The directive will introduce, for the first time, EU regulations regarding the use of artificial intelligence (AI) to manage human resources in the workplace! This should no longer come as a surprise as we talk more and more about AI, which is starting to have more and more applications, and now digital platforms already use various functions of algorithms. However, the method of processing this data by AI may raise doubts due to the lack of transparency in the use of information obtained in this way for making decisions and processing personal data. These algorithms touch on such important issues as:

✔amount of remuneration for the service;

✔performance indicators that are not the work norm and are grounds for dismissal of an employee;

✔allocation of services to individual users.

Given these risks, the directive is moving towards introducing human factor control over AI decisions, which should be considered the right direction.

What might be the consequences of implementing the directive?

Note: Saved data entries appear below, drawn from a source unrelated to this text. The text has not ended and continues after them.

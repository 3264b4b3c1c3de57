//! XML output format

use std::io::Write;

use anyhow::Result;
use quick_xml::events::{BytesDecl, BytesEnd, BytesStart, BytesText, Event};
use quick_xml::Writer;

use crate::model::Table;

use super::StreamWriter;

/// XML writer: `<data><row><column>value</column>...</row></data>`
pub struct XmlWriter {
    root: String,
    row: String,
}

impl XmlWriter {
    pub fn new() -> Self {
        Self {
            root: "data".to_string(),
            row: "row".to_string(),
        }
    }
}

impl Default for XmlWriter {
    fn default() -> Self {
        Self::new()
    }
}

/// Column names are not always valid element names
fn element_name(name: &str) -> String {
    let mut out: String = name
        .chars()
        .map(|c| {
            if c.is_alphanumeric() || matches!(c, '_' | '-' | '.') {
                c
            } else {
                '_'
            }
        })
        .collect();
    if !out.starts_with(|c: char| c.is_alphabetic() || c == '_') {
        out.insert(0, '_');
    }
    out
}

impl StreamWriter for XmlWriter {
    fn render(&self, table: &Table, writer: &mut dyn Write) -> Result<()> {
        let names: Vec<String> = table.column_names().map(element_name).collect();
        let mut xml = Writer::new_with_indent(writer, b' ', 2);

        xml.write_event(Event::Decl(BytesDecl::new("1.0", Some("utf-8"), None)))?;
        xml.write_event(Event::Start(BytesStart::new(self.root.as_str())))?;

        for row in &table.rows {
            xml.write_event(Event::Start(BytesStart::new(self.row.as_str())))?;
            for (name, cell) in names.iter().zip(&row.cells) {
                if cell.is_null() {
                    xml.write_event(Event::Empty(BytesStart::new(name.as_str())))?;
                    continue;
                }
                xml.write_event(Event::Start(BytesStart::new(name.as_str())))?;
                xml.write_event(Event::Text(BytesText::new(&cell.display())))?;
                xml.write_event(Event::End(BytesEnd::new(name.as_str())))?;
            }
            xml.write_event(Event::End(BytesEnd::new(self.row.as_str())))?;
        }

        xml.write_event(Event::End(BytesEnd::new(self.root.as_str())))?;
        writeln!(xml.get_mut())?;
        Ok(())
    }
}

#[cfg(test)]
mod tests {
    use super::*;
    use crate::model::CellValue;
    use crate::parser::read_xml;

    #[test]
    fn test_render_escapes_and_nulls() {
        let mut table = Table::with_column_names(["name", "e mail"]);
        table.add_row(vec!["Leon & Co".into(), CellValue::Null]);

        let mut out = Vec::new();
        XmlWriter::new().render(&table, &mut out).unwrap();
        let text = String::from_utf8(out).unwrap();

        assert!(text.starts_with("<?xml version=\"1.0\" encoding=\"utf-8\"?>"));
        assert!(text.contains("<name>Leon &amp; Co</name>"));
        assert!(text.contains("<e_mail/>"));
    }

    #[test]
    fn test_output_reads_back() {
        let mut table = Table::with_column_names(["id", "name"]);
        table.add_row(vec!["1".into(), "Mia".into()]);
        table.add_row(vec!["2".into(), CellValue::Null]);

        let mut out = Vec::new();
        XmlWriter::new().render(&table, &mut out).unwrap();
        let back = read_xml(&String::from_utf8(out).unwrap()).unwrap();

        assert_eq!(back.rows, table.rows);
    }
}
//! Excel file reader (xlsx, xls, ods)

use std::path::Path;

use anyhow::{bail, Context, Result};
use calamine::{open_workbook_auto, Data, Range, Reader};

use crate::model::{CellValue, Table};

use super::{text_cell, ReadOptions, SourceReader};

/// Reader for spreadsheet workbooks; the first row is the header
pub struct ExcelReader;

impl SourceReader for ExcelReader {
    fn read(&self, path: &Path, _options: &ReadOptions) -> Result<Table> {
        let mut workbook = open_workbook_auto(path)
            .with_context(|| format!("Failed to open Excel file: {}", path.display()))?;

        // Only the first sheet holds records
        let sheet_name = match workbook.sheet_names().first() {
            Some(first) => first.clone(),
            None => bail!("No sheets found in workbook"),
        };

        let range: Range<Data> = workbook
            .worksheet_range(&sheet_name)
            .with_context(|| format!("Failed to read sheet: {}", sheet_name))?;

        range_to_table(&range)
    }

    fn supports_extension(&self, ext: &str) -> bool {
        matches!(ext.to_lowercase().as_str(), "xlsx" | "xls" | "ods" | "xlsm")
    }
}

fn range_to_table(range: &Range<Data>) -> Result<Table> {
    let mut rows = range.rows();
    let header_row = rows.next().context("No header row found")?;

    let names = header_row.iter().enumerate().map(|(i, cell)| {
        let name = cell.to_string();
        if name.trim().is_empty() {
            format!("Column{}", i + 1)
        } else {
            name.trim().to_string()
        }
    });
    let mut table = Table::with_column_names(names);

    for row in rows {
        let cells = row
            .iter()
            .take(table.column_count())
            .map(convert_cell)
            .collect();
        table.add_row(cells);
    }

    Ok(table)
}

fn convert_cell(cell: &Data) -> CellValue {
    match cell {
        Data::Empty => CellValue::Null,
        Data::String(s) => text_cell(s),
        Data::Float(f) => {
            // Check if it's actually an integer
            if f.fract() == 0.0 && *f >= i64::MIN as f64 && *f <= i64::MAX as f64 {
                CellValue::Int(*f as i64)
            } else {
                CellValue::Float(*f)
            }
        }
        Data::Int(i) => CellValue::Int(*i),
        Data::Bool(b) => CellValue::Bool(*b),
        Data::DateTime(dt) if dt.is_duration() => CellValue::Float(dt.as_f64()),
        Data::DateTime(dt) => match dt.as_datetime() {
            Some(datetime) => CellValue::Date(datetime.date()),
            None => CellValue::Float(dt.as_f64()),
        },
        Data::DateTimeIso(s) => parse_date_prefix(s).unwrap_or_else(|| text_cell(s)),
        Data::DurationIso(s) => text_cell(s),
        Data::Error(e) => CellValue::text(format!("#{:?}", e)),
    }
}

/// Date part of an ISO-like `YYYY-MM-DD[ T]...` string
fn parse_date_prefix(s: &str) -> Option<CellValue> {
    let date = s.get(..10)?;
    chrono::NaiveDate::parse_from_str(date, "%Y-%m-%d")
        .ok()
        .map(CellValue::Date)
}

#[cfg(test)]
mod tests {
    use super::*;
    use calamine::{ExcelDateTime, ExcelDateTimeType};

    #[test]
    fn test_convert_cell() {
        assert_eq!(convert_cell(&Data::Float(3.0)), CellValue::Int(3));
        assert_eq!(convert_cell(&Data::Float(2.5)), CellValue::Float(2.5));
        assert_eq!(convert_cell(&Data::String("".into())), CellValue::Null);
        assert_eq!(convert_cell(&Data::String(" x ".into())), CellValue::from(" x "));
        assert_eq!(
            convert_cell(&Data::DateTimeIso("2020-01-31T00:00:00".into())),
            CellValue::Date(chrono::NaiveDate::from_ymd_opt(2020, 1, 31).unwrap())
        );
    }

    #[test]
    fn test_serial_date_cell() {
        let serial = ExcelDateTime::new(45000.0, ExcelDateTimeType::DateTime, false);
        assert_eq!(
            convert_cell(&Data::DateTime(serial)),
            CellValue::Date(chrono::NaiveDate::from_ymd_opt(2023, 3, 15).unwrap())
        );

        let duration = ExcelDateTime::new(1.5, ExcelDateTimeType::TimeDelta, false);
        assert_eq!(convert_cell(&Data::DateTime(duration)), CellValue::Float(1.5));
    }

    #[test]
    fn test_range_to_table() {
        let mut range: Range<Data> = Range::new((0, 0), (2, 1));
        range.set_value((0, 0), Data::String("id".into()));
        range.set_value((0, 1), Data::Empty);
        range.set_value((1, 0), Data::Float(1.0));
        range.set_value((1, 1), Data::String("Leon".into()));
        range.set_value((2, 0), Data::Float(2.0));

        let table = range_to_table(&range).unwrap();
        let names: Vec<_> = table.column_names().collect();
        assert_eq!(names, vec!["id", "Column2"]);
        assert_eq!(table.value(0, "Column2"), Some(&CellValue::from("Leon")));
        assert_eq!(table.value(1, "Column2"), Some(&CellValue::Null));
    }
}
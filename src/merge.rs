//! Concatenation of validated source tables

use std::hash::{Hash, Hasher};

use indexmap::IndexSet;
use rustc_hash::{FxHashSet, FxHasher};

use crate::diagnostics::{Diagnostic, DiagnosticSink};
use crate::error::PipelineError;
use crate::model::{CellValue, Row, Table};

/// Merge behavior
#[derive(Debug, Clone, Copy, Default)]
pub struct MergeOptions {
    /// Remove fully identical rows, keeping the first occurrence
    pub drop_duplicates: bool,
}

/// Concatenate tables in the order given.
///
/// Columns are the union of all source columns in order of first appearance;
/// cells a source does not have are null. Rows are renumbered from zero.
pub fn merge_tables(
    tables: Vec<Table>,
    options: MergeOptions,
    sink: &mut dyn DiagnosticSink,
) -> Result<Table, PipelineError> {
    if tables.is_empty() {
        return Err(PipelineError::EmptySource(
            "no data could be combined".to_string(),
        ));
    }

    let names: IndexSet<String> = tables
        .iter()
        .flat_map(|t| t.column_names().map(str::to_string))
        .collect();
    let mut merged = Table::with_column_names(names.iter().cloned());

    for table in tables {
        // Position of each source column in the merged layout
        let positions: Vec<usize> = table
            .columns
            .iter()
            .filter_map(|c| names.get_index_of(&c.name))
            .collect();

        for row in table.rows {
            let mut cells = vec![CellValue::Null; merged.column_count()];
            for (value, &pos) in row.cells.into_iter().zip(&positions) {
                cells[pos] = value;
            }
            merged.add_row(cells);
        }
    }

    if options.drop_duplicates {
        let dropped = drop_duplicates(&mut merged);
        if dropped > 0 {
            sink.record(Diagnostic::DuplicatesDropped { count: dropped });
        }
    }

    Ok(merged)
}

/// Remove rows whose cells equal an earlier row's; returns how many were removed
pub fn drop_duplicates(table: &mut Table) -> usize {
    let before = table.row_count();
    let mut seen: FxHashSet<u64> = FxHashSet::default();
    let mut kept: Vec<Row> = Vec::with_capacity(before);

    for row in table.rows.drain(..) {
        let hash = hash_cells(&row.cells);
        if seen.insert(hash) || !kept.iter().any(|k| k.cells == row.cells) {
            kept.push(row);
        }
    }

    table.rows = kept;
    before - table.row_count()
}

fn hash_cells(cells: &[CellValue]) -> u64 {
    let mut hasher = FxHasher::default();
    cells.hash(&mut hasher);
    hasher.finish()
}
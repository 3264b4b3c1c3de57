//! Derived-value functions used by `§CALC` directives

use chrono::{Datelike, Local, NaiveDate};
use rustc_hash::FxHashMap;

use crate::diagnostics::{Diagnostic, DiagnosticSink};
use crate::model::{CellValue, CANONICAL_DATE_FORMAT};

/// A named calculation over one cell value
pub trait CalcFunction: Send + Sync {
    /// Compute the derived value; `today` is the reference date of the run
    fn compute(&self, value: &CellValue, today: NaiveDate) -> Result<CellValue, String>;
}

/// Whole years elapsed since a `DD-MM-YYYY` date
pub struct Age;

impl CalcFunction for Age {
    fn compute(&self, value: &CellValue, today: NaiveDate) -> Result<CellValue, String> {
        let born = match value {
            CellValue::Date(d) => *d,
            CellValue::String(s) => NaiveDate::parse_from_str(s.trim(), CANONICAL_DATE_FORMAT)
                .map_err(|e| e.to_string())?,
            other => return Err(format!("not a date: {}", other)),
        };

        let had_birthday = (today.month(), today.day()) >= (born.month(), born.day());
        let years = today.year() - born.year() - i32::from(!had_birthday);
        Ok(CellValue::Int(i64::from(years)))
    }
}

/// `DD-MM-YYYY` date for someone turning `value` years old today
pub struct Birthdate;

impl CalcFunction for Birthdate {
    fn compute(&self, value: &CellValue, today: NaiveDate) -> Result<CellValue, String> {
        let age: i64 = match value {
            CellValue::Int(i) => *i,
            CellValue::Float(f) if f.fract() == 0.0 => *f as i64,
            CellValue::String(s) => s.trim().parse().map_err(|_| format!("not an age: {}", s))?,
            other => return Err(format!("not an age: {}", other)),
        };

        let year = i64::from(today.year()) - age;
        let year = i32::try_from(year).map_err(|_| format!("age out of range: {}", age))?;
        let born = NaiveDate::from_ymd_opt(year, today.month(), today.day())
            .ok_or_else(|| format!("{:02}-{:02}-{} is not a date", today.day(), today.month(), year))?;
        Ok(CellValue::text(born.format(CANONICAL_DATE_FORMAT).to_string()))
    }
}

/// Registry of calculations, keyed by the name used in directives
pub struct CalcLibrary {
    functions: FxHashMap<String, Box<dyn CalcFunction>>,
    today: NaiveDate,
}

impl Default for CalcLibrary {
    fn default() -> Self {
        Self::new()
    }
}

impl CalcLibrary {
    /// Library with the built-in `AGE` and `BIRTHDATE`, dated today
    pub fn new() -> Self {
        Self::with_today(Local::now().date_naive())
    }

    /// Library with a fixed reference date
    pub fn with_today(today: NaiveDate) -> Self {
        let mut library = Self {
            functions: FxHashMap::default(),
            today,
        };
        library.register("AGE", Age);
        library.register("BIRTHDATE", Birthdate);
        library
    }

    pub fn register(&mut self, name: impl Into<String>, function: impl CalcFunction + 'static) {
        self.functions.insert(name.into(), Box::new(function));
    }

    pub fn contains(&self, name: &str) -> bool {
        self.functions.contains_key(name)
    }

    /// Run `calc` on `value`. Null input, unknown names and bad values give `None`.
    pub fn compute(
        &self,
        calc: &str,
        value: &CellValue,
        sink: &mut dyn DiagnosticSink,
    ) -> Option<CellValue> {
        if value.is_null() {
            return None;
        }

        let Some(function) = self.functions.get(calc) else {
            sink.record(Diagnostic::CalcFailed {
                calc: calc.to_string(),
                value: value.display().into_owned(),
                reason: "unknown calculation".to_string(),
            });
            return None;
        };

        match function.compute(value, self.today) {
            Ok(result) => Some(result),
            Err(reason) => {
                sink.record(Diagnostic::CalcFailed {
                    calc: calc.to_string(),
                    value: value.display().into_owned(),
                    reason,
                });
                None
            }
        }
    }
}
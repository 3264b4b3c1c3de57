//! Error types for the recast pipeline.
//!
//! - [`ConfigError`] - problems in the configuration document, fatal before processing
//! - [`PipelineError`] - failures that abort a run
//!
//! Recoverable events (a bad cell, an unreadable source, a rejected e-mail) are not
//! errors; they are reported as [`crate::diagnostics::Diagnostic`] records.

use std::path::PathBuf;

use thiserror::Error;

/// Errors in the configuration document or the mapping directives.
#[derive(Debug, Error)]
pub enum ConfigError {
    /// Could not read the configuration file.
    #[error("Failed to read configuration file {path}: {source}")]
    Read {
        path: PathBuf,
        #[source]
        source: std::io::Error,
    },

    /// The configuration document is not valid JSON or misses a required key.
    #[error("Invalid configuration document: {0}")]
    Invalid(#[from] serde_json::Error),

    /// A directive string does not follow the directive grammar.
    #[error("Malformed directive '{directive}' for column '{column}': {reason}")]
    MalformedDirective {
        column: String,
        directive: String,
        reason: String,
    },

    /// A directive routes into a column the target schema does not declare.
    #[error("Directive for column '{column}' targets '{target}', which is not a target column")]
    UndeclaredTarget { column: String, target: String },

    /// The target schema has no columns.
    #[error("Target schema declares no columns")]
    EmptyTargetSchema,

    /// CSV delimiters must be a single ASCII character.
    #[error("CSV delimiter '{0}' is not a single-byte character")]
    InvalidDelimiter(char),

    #[error("Unknown output format: {0}")]
    UnknownOutputFormat(String),

    /// Neither the command line nor the document names an output file.
    #[error("No output path given")]
    MissingOutputPath,
}

/// Errors that abort a pipeline run.
#[derive(Debug, Error)]
pub enum PipelineError {
    #[error(transparent)]
    Config(#[from] ConfigError),

    /// The source directory is missing or unreadable.
    #[error("Cannot read source directory {path}: {source}")]
    SourceDirectory {
        path: PathBuf,
        #[source]
        source: std::io::Error,
    },

    /// No source produced a table.
    #[error("No source data: {0}")]
    EmptySource(String),

    /// A cell failed its declared type and the repair policy refused to resolve it.
    #[error(
        "Value '{value}' in column '{column}' at row {row} in file '{file}' does not match expected type {expected}"
    )]
    CellTypeMismatch {
        file: String,
        column: String,
        row: usize,
        value: String,
        expected: String,
    },

    /// The operator channel closed while a repair was pending.
    #[error("Operator channel closed: {0}")]
    Operator(#[from] std::io::Error),
}

pub type Result<T> = std::result::Result<T, PipelineError>;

✔More employers may be recognized as digital work platforms – a larger group of entrepreneurs will be obliged to adapt to these requirements (change of business model, new information and consultation obligations, introduction of communication channels, as well as appropriate risk minimization measures and assessment of occupational health and safety threats, obligation to report employees to national authorities).

✔Presumption of an employment relationship – in practice, under Polish law, this may mean automatic recognition of all self-employed workers as working under an employment contract!

✔Increased employment costs and higher prices of services – the more widespread use of employment contracts will translate into the need for platforms to provide greater rights and protection to employees (including minimum wage, paid holiday leave, health care, retirement, and sickness benefits), which will probably translate into for higher prices of services and goods! This is always an obvious consequence of the need for employers to adapt to new legal requirements and the rising costs of running a business.

✔Interference with the principle of freedom of contract and equality before the law – this issue, in turn, may be assessed in terms of compliance with the Constitution of the Republic of Poland. It is not difficult to imagine this, especially considering the well-known fact that Poland is still struggling with the problem of the so-called junk contracts.

✔Polish legislative climate – almost whenever implementing EU directives into national legal acts, the Polish legislator also introduces other additional requirements or extends the scope of their application to other entities and areas, going significantly beyond the framework of EU requirements!

✔International digital work platforms and restrictions on activities – the detailed operating conditions of a given platform may vary depending on the country in which it provides services and employs employees! In practice, this may lead to the decision to terminate the operations of such platforms in some countries due to too great differences in the scope of obligations of the platforms in individual countries!

The Labor Platforms Directive, on the one hand, is intended to improve the working conditions of a large part of employees of EU countries, but on the other hand, it brings many new challenges for both employers and employees, but also for consumers themselves, who may feel its effects in the increase of ordered prices of services or goods, as well as situations when their favorite platform where they previously made purchases disappears from the market. This directive will mean the first serious interference in the freedom of economic activity, and the final shape of the EU and then national regulations will depend on the interests and economic conditions of various Member States. 

It is worth following the legislative process at the EU and national level. The Polish government will probably start working on adapting national regulations to this directive this year.